■ WHAT YOU NEED TO DO
Scan the entries for the word "struct" and return every line that has it.

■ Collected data

○ ○ ○

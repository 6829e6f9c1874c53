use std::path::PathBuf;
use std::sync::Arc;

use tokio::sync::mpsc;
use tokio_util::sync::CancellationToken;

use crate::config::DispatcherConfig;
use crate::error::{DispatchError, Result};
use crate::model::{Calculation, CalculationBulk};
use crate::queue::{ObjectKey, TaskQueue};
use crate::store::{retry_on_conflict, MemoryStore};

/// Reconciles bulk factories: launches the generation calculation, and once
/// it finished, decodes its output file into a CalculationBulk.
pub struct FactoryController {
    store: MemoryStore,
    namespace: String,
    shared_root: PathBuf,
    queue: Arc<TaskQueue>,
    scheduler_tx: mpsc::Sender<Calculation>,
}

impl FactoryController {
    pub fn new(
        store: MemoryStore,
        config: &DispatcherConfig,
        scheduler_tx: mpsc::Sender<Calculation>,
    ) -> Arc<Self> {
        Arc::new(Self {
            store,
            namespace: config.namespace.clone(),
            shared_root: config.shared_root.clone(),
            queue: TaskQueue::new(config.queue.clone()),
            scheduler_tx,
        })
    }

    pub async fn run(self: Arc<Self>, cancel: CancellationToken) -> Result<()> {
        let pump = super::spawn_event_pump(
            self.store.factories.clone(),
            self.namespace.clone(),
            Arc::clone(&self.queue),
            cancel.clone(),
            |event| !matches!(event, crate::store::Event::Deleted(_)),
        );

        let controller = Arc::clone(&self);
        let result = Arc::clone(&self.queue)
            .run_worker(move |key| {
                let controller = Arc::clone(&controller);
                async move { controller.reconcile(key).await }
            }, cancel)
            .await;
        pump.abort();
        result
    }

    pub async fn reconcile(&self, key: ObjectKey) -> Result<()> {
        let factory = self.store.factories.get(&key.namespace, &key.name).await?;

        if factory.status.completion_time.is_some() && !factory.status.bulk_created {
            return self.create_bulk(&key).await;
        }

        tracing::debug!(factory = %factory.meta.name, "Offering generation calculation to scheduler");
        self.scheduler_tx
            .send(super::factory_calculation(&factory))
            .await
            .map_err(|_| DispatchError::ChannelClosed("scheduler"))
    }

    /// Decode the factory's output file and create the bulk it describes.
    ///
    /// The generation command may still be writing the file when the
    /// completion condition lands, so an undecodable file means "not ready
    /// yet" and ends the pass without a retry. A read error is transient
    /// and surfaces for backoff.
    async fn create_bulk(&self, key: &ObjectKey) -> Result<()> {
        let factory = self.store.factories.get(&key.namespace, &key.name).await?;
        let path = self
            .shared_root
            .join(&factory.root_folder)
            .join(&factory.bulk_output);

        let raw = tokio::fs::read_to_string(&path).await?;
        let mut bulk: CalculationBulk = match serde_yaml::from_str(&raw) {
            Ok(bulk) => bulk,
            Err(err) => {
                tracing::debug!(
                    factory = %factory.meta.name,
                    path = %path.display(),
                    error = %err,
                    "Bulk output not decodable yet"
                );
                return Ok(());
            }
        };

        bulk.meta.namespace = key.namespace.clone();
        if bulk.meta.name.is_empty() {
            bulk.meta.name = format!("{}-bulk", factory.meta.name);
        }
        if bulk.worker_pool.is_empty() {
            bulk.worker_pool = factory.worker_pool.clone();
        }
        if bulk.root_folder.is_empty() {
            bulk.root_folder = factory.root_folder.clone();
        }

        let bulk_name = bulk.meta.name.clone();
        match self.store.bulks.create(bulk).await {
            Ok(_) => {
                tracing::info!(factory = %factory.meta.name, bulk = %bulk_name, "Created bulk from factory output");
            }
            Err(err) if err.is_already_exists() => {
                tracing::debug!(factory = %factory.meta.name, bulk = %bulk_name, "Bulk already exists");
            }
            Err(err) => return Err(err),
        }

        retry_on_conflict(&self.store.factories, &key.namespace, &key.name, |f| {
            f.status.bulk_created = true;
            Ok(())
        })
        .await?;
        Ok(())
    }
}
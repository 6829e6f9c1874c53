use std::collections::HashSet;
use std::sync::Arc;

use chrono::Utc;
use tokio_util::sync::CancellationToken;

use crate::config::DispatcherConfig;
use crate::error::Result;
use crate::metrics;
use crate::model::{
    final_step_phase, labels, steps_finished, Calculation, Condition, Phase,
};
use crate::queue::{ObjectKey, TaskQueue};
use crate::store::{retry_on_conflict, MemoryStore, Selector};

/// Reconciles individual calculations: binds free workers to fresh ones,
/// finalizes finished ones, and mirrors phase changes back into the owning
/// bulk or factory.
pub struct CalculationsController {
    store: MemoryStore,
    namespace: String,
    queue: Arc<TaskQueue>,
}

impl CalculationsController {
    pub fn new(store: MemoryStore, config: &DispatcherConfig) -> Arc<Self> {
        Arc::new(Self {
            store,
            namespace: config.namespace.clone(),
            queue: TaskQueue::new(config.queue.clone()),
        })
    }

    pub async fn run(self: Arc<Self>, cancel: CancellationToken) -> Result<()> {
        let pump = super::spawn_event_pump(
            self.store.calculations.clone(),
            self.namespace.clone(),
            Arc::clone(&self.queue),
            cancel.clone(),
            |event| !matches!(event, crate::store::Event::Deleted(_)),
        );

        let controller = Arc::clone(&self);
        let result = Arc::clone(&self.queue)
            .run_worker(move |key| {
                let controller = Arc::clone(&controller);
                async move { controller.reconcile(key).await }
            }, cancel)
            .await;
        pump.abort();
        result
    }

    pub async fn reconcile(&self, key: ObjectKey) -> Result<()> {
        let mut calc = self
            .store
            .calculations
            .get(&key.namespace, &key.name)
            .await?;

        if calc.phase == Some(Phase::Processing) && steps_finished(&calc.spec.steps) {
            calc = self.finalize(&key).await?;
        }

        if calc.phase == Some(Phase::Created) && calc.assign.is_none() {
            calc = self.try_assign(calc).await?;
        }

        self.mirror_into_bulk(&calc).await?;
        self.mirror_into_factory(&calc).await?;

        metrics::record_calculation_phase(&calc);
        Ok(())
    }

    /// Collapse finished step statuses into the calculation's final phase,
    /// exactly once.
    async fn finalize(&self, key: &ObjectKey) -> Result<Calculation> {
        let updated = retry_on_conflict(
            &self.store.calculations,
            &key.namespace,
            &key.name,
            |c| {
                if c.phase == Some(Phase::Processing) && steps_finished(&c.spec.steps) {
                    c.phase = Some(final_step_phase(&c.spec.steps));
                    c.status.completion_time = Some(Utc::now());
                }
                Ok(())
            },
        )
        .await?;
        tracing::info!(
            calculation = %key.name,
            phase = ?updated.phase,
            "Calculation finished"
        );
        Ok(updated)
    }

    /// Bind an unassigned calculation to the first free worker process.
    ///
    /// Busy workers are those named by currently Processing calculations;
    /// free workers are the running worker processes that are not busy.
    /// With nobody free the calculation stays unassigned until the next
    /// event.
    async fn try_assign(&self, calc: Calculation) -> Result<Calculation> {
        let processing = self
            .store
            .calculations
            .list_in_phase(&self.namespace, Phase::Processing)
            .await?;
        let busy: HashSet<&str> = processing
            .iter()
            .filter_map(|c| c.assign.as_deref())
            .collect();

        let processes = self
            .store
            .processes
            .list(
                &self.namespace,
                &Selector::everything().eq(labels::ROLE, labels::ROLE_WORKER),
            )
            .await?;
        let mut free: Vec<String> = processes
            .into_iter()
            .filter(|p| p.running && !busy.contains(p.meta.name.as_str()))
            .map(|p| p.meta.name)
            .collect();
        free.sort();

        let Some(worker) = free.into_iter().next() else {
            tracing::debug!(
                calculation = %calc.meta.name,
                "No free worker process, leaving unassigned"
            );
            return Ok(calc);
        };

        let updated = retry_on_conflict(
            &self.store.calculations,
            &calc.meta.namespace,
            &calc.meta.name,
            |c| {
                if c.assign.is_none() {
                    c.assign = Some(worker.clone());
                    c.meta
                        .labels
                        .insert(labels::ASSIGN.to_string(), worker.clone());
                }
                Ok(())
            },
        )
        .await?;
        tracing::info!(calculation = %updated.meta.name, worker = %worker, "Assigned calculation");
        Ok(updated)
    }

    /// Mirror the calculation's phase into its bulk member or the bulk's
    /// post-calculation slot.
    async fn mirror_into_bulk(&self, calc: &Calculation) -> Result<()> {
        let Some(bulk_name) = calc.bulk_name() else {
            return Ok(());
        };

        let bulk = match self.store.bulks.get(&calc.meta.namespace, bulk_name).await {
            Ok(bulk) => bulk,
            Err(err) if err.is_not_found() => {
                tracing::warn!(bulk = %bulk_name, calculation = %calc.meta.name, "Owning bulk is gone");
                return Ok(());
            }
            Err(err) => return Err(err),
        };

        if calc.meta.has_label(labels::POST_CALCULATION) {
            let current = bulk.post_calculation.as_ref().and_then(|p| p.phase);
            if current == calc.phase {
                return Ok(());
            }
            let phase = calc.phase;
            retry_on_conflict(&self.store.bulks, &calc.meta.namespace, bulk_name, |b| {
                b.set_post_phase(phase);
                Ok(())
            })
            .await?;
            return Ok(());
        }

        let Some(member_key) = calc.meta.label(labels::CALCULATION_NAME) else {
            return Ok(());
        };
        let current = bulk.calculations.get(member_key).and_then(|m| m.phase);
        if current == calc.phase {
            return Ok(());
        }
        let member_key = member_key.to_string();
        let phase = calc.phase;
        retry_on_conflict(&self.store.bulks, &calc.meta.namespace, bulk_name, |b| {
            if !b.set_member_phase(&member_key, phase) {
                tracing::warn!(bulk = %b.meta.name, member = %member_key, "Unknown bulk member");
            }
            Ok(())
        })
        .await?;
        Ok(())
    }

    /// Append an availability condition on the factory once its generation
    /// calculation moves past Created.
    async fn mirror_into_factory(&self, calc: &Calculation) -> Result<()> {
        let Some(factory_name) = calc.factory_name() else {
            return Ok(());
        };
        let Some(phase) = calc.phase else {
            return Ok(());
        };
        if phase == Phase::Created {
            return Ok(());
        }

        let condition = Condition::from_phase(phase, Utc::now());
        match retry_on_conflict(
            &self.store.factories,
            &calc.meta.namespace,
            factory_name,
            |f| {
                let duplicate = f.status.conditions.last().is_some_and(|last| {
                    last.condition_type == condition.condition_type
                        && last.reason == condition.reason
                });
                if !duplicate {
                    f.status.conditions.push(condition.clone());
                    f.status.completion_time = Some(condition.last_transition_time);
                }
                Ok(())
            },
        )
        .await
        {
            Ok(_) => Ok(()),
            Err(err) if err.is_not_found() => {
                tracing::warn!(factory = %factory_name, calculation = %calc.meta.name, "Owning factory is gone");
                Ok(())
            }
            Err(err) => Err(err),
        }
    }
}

○ ○ ○

■ SOLVED EXERCISE
pub struct FactoryController {
pub struct CalculationsController {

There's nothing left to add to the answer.